As my readers should know, I do spend quite a bit of time in McDonald’s while working, sipping on coffee or mid-afternoon pep-me-up Coke, and availing myself of the Wi-Fi needed to do my iPad work. And, over time, those locations in various restaurants in Ohio and Indiana have provided material for my weekly offerings, so much so, that should I ever find the time to do a compilation book of my favorite columns, I would have to include a chapter of just the pieces that I call my Golden Archers.
Now, whenever my business takes me south on I-75, I often wind up at the Tipp City restaurant. Besides the larger seating area in front of the indoor play area, which I generally take only as a last resort because of the distractions, there’s another five-table area back where the restrooms are, an area a lot more concentration-conducive. The mother lode table is the one directly across from the side door leading into the kitchen area with a big enough table top for my materials and an outlet right above the tabletop.
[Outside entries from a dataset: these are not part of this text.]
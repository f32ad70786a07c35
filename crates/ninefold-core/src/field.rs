//! Single-cell representation.

use std::fmt::{self, Display};

use crate::error::FieldError;

/// A single Sudoku cell holding a value in the range 1-9, or 0 for "empty".
///
/// The range invariant is enforced at every mutation: [`Field::set`] rejects
/// anything outside 1-9, and 0 is only reachable through [`Field::clear`].
/// Fields order and compare by their numeric value.
///
/// # Examples
///
/// ```
/// use ninefold_core::Field;
///
/// let mut field = Field::EMPTY;
/// assert!(field.is_empty());
///
/// field.set(7)?;
/// assert_eq!(field.value(), 7);
///
/// field.clear();
/// assert_eq!(field.value(), 0);
/// # Ok::<(), ninefold_core::FieldError>(())
/// ```
#[derive(Debug, Clone, Copy, Default, PartialEq, Eq, PartialOrd, Ord, Hash)]
pub struct Field {
    value: u8,
}

impl Field {
    /// An unset cell (value 0).
    pub const EMPTY: Self = Self { value: 0 };

    /// Creates a field directly from a stored value, accepting the empty
    /// sentinel 0 as well as 1-9.
    ///
    /// This is the reconstruction path for persisted boards, where 0 is a
    /// legitimate "explicitly empty" payload value.
    ///
    /// # Errors
    ///
    /// Returns [`FieldError::ValueOutOfRange`] if `value` is greater than 9.
    pub const fn from_stored(value: u8) -> Result<Self, FieldError> {
        if value > 9 {
            return Err(FieldError::ValueOutOfRange { value });
        }
        Ok(Self { value })
    }

    /// Returns the numeric value of this cell (0 when empty).
    #[must_use]
    pub const fn value(self) -> u8 {
        self.value
    }

    /// Returns `true` if this cell is unset.
    #[must_use]
    pub const fn is_empty(self) -> bool {
        self.value == 0
    }

    /// Assigns a value to this cell.
    ///
    /// # Errors
    ///
    /// Returns [`FieldError::ValueOutOfRange`] if `value` is not in 1-9.
    /// Clearing a cell goes through [`Field::clear`], never through `set(0)`.
    pub const fn set(&mut self, value: u8) -> Result<(), FieldError> {
        if value == 0 || value > 9 {
            return Err(FieldError::ValueOutOfRange { value });
        }
        self.value = value;
        Ok(())
    }

    /// Resets this cell to unset (value 0) unconditionally.
    ///
    /// Used both by the solver's backtracking rollback and by difficulty
    /// removal.
    pub const fn clear(&mut self) {
        self.value = 0;
    }
}

impl Display for Field {
    fn fmt(&self, f: &mut fmt::Formatter<'_>) -> fmt::Result {
        Display::fmt(&self.value, f)
    }
}

impl From<Field> for u8 {
    fn from(field: Field) -> u8 {
        field.value()
    }
}
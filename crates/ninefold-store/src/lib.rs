//! Persistence gateway for the Ninefold Sudoku application.
//!
//! Boards are saved to and restored from named slots through the
//! [`BoardStore`] trait, with two interchangeable backends:
//!
//! - [`FileBoardStore`]: one JSON file per board inside a directory
//! - [`DbBoardStore`]: embedded SQLite with one header row per board and 81
//!   cell rows, written transactionally
//!
//! Only the 81 cell values are persisted; a board read back is owned by a
//! fresh backtracking solver. [`StoreBackend`] selects a backend at
//! runtime.

use ninefold_core::Board;
use std::path::PathBuf;

pub use self::{db::DbBoardStore, error::StoreError, file::FileBoardStore};

mod db;
mod error;
mod file;

/// A named-slot save/load facility for boards.
///
/// Implementations must make `write` atomic from the reader's perspective:
/// after a failed write, `read` and `names` behave as if the write had
/// never been attempted.
pub trait BoardStore: std::fmt::Debug {
    /// Persists `board` under `name`, replacing or rejecting an existing
    /// slot depending on the backend.
    ///
    /// # Errors
    ///
    /// Returns [`StoreError::EmptyName`] if `name` is empty, or a backend
    /// error if the medium rejects the write.
    fn write(&mut self, board: &Board, name: &str) -> Result<(), StoreError>;

    /// Restores the board stored under `name`.
    ///
    /// # Errors
    ///
    /// Returns [`StoreError::NotFound`] if no slot exists under `name`, or
    /// a backend error if the payload cannot be read back.
    fn read(&self, name: &str) -> Result<Board, StoreError>;

    /// Enumerates all stored board names, sorted; an empty store yields an
    /// empty vector, not an error.
    ///
    /// # Errors
    ///
    /// Returns a backend error if the medium cannot be enumerated.
    fn names(&self) -> Result<Vec<String>, StoreError>;
}

/// Selects and opens a persistence backend.
///
/// # Examples
///
/// ```no_run
/// use ninefold_store::StoreBackend;
///
/// let store = StoreBackend::File("saves".into()).open()?;
/// # Ok::<(), ninefold_store::StoreError>(())
/// ```
#[derive(Debug, Clone, PartialEq, Eq)]
pub enum StoreBackend {
    /// File store rooted at the given directory.
    File(PathBuf),
    /// SQLite store at the given database path.
    Database(PathBuf),
}

impl StoreBackend {
    /// Opens the selected backend.
    ///
    /// # Errors
    ///
    /// Returns [`StoreError::Io`] if the file store's directory cannot be
    /// created, or [`StoreError::Database`] if the database cannot be
    /// opened.
    pub fn open(&self) -> Result<Box<dyn BoardStore>, StoreError> {
        match self {
            Self::File(dir) => Ok(Box::new(FileBoardStore::new(dir.clone())?)),
            Self::Database(path) => Ok(Box::new(DbBoardStore::open(path)?)),
        }
    }
}

#[cfg(test)]
mod testing {
    use std::sync::Arc;

    use ninefold_core::{Board, Level};
    use ninefold_solver::BacktrackingSolver;

    /// A mid-game board with both filled and empty cells.
    pub(crate) fn sample_board() -> Board {
        let mut board = Board::new(Arc::new(BacktrackingSolver::with_seed(11)));
        let solved = board.solve_game();
        assert!(solved);
        board.apply_level(Level::Medium);
        board
    }
}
The table also provides me a little periodic diversion when I look through the small window into the kitchen to watch the high-school-age workers make their initial forays into the world of labor. Many come in right after 3 p.m. when school is over for the day to work a shift I sincerely hope doesn’t end too late for homework to be done carefully and enough sleep to promote alertness for the next day’s classes. That’s the former school teacher in me bubbling to the surface.
How well I remember donning my counselor’s cap when probing this part-time job issue and its relation to my guys’ and gals’ academic performances. While I still remember many of my charges that didn’t do very well unwilling to reduce job hours on school nights, I suppose that’s someone else’s concern now.
At any rate, let me get back to this week’s tale. On this overcast, drizzly day, upon entering my temporary office space, I was delighted to snag that primo table, plug myself in, spread my notes and begin my reports and emails.
Soon, an elderly couple, meaning in my current world, folks older than this elder, came in and sat at a nearby table. Of course, with open seating and quarry tile, a McDonald’s is perfect for unintentional eavesdropping, that is, unless your ears are painted on, as my old parks-and-rec pal Brad Clark used to tell me his father would ask him when he was a lad not prone to do as he was told.
Without ever saying a word to them, in the space of our 30 minutes together, I found out quite a bit about the couple. My primary source was the husband, with the wife’s singular contribution to his using an iPad and a flip phone to secure a hotel room in the Cleveland area not far from the casino providing some occasional encouraging words.
As he called a hotel, always mentioning that he was retired military, having served in Korea in search of any discount available, he had two concerns. First, he wanted to be close to the casino and, of course, second, he didn’t want to pay too much, as in more than $125 a night. He reminded his wife, the rate at that nice hotel on their wedding night was $12 and she reminded him how very long ago that was.
After a couple of calls were unsuccessful because the hotels failed to meet both of his requirements, he did hit another kind of jackpot than the ones he hoped his slot machines would yield, a Hampton Inn in the Cleveland suburb of Brooklyn for $110 for each of two nights, just six miles away from all those slot machines.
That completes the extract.